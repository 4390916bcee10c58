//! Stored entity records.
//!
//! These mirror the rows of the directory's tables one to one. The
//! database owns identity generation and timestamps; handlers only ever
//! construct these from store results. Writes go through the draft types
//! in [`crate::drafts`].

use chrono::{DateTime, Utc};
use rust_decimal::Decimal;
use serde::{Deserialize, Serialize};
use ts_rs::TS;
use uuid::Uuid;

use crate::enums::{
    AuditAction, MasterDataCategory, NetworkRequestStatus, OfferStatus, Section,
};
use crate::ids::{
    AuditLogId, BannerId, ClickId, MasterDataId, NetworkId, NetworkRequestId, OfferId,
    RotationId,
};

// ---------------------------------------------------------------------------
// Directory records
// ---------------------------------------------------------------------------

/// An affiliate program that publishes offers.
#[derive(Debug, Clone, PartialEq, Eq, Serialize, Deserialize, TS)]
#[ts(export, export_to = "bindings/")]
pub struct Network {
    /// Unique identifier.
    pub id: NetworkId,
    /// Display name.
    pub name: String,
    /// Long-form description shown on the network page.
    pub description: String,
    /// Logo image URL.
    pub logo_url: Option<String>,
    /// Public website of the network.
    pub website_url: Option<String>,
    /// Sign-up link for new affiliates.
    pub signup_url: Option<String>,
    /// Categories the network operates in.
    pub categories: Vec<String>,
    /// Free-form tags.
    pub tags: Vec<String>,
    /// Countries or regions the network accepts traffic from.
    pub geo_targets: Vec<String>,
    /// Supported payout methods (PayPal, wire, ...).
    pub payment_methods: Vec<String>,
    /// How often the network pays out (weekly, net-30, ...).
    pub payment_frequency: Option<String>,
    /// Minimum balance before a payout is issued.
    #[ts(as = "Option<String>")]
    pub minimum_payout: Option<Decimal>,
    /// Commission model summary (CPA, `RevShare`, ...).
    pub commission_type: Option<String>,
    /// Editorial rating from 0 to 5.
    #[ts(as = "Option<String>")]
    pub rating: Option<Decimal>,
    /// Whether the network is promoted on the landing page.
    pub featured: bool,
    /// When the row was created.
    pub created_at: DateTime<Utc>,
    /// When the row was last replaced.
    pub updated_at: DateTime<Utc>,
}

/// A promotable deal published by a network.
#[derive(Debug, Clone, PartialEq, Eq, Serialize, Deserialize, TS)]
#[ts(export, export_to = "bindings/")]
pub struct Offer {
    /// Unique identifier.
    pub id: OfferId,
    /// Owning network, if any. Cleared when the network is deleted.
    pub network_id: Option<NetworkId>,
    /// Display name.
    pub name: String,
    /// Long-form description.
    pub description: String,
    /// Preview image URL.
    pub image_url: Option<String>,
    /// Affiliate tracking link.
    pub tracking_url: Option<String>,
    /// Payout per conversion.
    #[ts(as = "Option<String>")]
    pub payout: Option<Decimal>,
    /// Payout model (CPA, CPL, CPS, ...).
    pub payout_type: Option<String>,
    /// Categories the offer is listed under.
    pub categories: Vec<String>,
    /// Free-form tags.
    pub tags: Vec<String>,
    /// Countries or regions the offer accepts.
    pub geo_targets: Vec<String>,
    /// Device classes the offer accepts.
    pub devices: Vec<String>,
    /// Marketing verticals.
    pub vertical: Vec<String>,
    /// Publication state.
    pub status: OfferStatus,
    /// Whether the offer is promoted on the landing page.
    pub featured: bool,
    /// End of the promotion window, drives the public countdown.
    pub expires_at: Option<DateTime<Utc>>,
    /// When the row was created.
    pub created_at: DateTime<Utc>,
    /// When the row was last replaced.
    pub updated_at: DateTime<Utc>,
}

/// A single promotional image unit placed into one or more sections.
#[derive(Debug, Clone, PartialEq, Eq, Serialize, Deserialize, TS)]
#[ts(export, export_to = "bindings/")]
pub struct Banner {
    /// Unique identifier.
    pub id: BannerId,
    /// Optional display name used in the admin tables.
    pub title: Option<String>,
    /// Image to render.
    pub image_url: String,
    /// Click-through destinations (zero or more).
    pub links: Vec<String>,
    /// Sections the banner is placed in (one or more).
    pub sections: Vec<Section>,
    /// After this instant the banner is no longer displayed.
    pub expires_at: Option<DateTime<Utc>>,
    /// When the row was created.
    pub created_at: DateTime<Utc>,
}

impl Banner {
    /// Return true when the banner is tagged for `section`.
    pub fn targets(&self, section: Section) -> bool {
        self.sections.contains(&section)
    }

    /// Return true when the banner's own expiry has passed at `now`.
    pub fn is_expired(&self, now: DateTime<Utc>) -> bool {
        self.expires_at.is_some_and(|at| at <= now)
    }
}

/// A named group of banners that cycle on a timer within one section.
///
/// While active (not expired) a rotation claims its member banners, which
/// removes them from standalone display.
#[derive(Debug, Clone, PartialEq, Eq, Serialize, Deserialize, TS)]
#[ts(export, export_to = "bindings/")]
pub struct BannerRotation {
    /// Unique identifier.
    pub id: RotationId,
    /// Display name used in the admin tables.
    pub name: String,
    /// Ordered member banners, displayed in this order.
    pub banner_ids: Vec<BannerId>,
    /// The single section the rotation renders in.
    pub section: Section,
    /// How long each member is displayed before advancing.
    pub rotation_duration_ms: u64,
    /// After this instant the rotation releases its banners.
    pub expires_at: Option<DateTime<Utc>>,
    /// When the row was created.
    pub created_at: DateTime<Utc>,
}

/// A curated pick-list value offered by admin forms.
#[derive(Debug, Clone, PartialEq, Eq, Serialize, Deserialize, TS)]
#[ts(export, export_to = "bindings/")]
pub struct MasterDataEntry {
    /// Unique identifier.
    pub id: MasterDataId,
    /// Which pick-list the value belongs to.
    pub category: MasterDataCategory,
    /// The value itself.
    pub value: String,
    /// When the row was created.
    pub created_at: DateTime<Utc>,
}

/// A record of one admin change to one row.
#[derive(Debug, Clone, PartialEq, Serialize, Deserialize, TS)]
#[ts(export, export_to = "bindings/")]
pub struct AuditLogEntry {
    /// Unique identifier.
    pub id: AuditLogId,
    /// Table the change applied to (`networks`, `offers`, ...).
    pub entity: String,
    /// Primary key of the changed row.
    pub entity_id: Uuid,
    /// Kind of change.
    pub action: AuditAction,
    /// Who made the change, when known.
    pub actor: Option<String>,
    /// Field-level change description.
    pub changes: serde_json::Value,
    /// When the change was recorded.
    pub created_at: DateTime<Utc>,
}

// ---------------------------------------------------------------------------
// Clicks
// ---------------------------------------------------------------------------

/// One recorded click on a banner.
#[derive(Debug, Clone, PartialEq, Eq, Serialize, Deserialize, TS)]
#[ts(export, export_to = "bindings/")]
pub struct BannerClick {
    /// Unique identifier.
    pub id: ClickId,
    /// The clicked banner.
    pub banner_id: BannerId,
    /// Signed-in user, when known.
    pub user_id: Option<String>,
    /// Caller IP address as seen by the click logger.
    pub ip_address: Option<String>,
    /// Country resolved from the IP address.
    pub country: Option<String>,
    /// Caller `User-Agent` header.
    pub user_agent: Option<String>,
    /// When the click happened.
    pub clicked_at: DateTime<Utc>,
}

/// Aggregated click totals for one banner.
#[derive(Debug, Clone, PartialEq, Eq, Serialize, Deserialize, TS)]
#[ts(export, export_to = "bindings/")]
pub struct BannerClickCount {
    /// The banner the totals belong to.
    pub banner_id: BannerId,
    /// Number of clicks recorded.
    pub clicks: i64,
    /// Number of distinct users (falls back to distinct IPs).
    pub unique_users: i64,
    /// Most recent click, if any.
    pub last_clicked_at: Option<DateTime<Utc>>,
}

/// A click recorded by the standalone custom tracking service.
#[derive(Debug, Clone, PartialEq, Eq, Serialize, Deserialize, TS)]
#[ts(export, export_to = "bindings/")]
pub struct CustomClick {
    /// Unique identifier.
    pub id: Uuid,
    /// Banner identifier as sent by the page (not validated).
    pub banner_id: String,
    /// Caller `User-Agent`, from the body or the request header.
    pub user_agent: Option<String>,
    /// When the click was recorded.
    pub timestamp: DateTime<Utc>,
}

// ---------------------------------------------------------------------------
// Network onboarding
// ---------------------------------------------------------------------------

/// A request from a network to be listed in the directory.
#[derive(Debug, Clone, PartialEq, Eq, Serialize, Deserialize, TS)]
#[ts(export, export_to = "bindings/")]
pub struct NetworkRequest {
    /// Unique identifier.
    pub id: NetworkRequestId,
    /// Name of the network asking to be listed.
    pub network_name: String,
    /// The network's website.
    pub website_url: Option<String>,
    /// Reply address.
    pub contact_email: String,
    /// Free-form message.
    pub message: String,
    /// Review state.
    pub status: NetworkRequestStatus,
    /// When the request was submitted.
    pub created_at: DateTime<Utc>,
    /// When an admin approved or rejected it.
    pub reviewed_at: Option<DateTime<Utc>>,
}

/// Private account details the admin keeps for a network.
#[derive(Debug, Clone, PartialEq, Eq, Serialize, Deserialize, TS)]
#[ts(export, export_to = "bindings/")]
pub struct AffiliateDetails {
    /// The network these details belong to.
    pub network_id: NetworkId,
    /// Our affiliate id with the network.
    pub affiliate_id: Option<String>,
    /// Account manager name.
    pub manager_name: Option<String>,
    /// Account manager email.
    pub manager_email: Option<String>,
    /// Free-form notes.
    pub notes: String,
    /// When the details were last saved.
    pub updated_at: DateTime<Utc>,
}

* * * * * * * * *

### ASSIGNED TASK
Report back every line of the entries in which "NetworkRequestStatus" occurs.

### REPLY TO THE TASK
    AuditAction, MasterDataCategory, NetworkRequestStatus, OfferStatus, Section,
    pub status: NetworkRequestStatus,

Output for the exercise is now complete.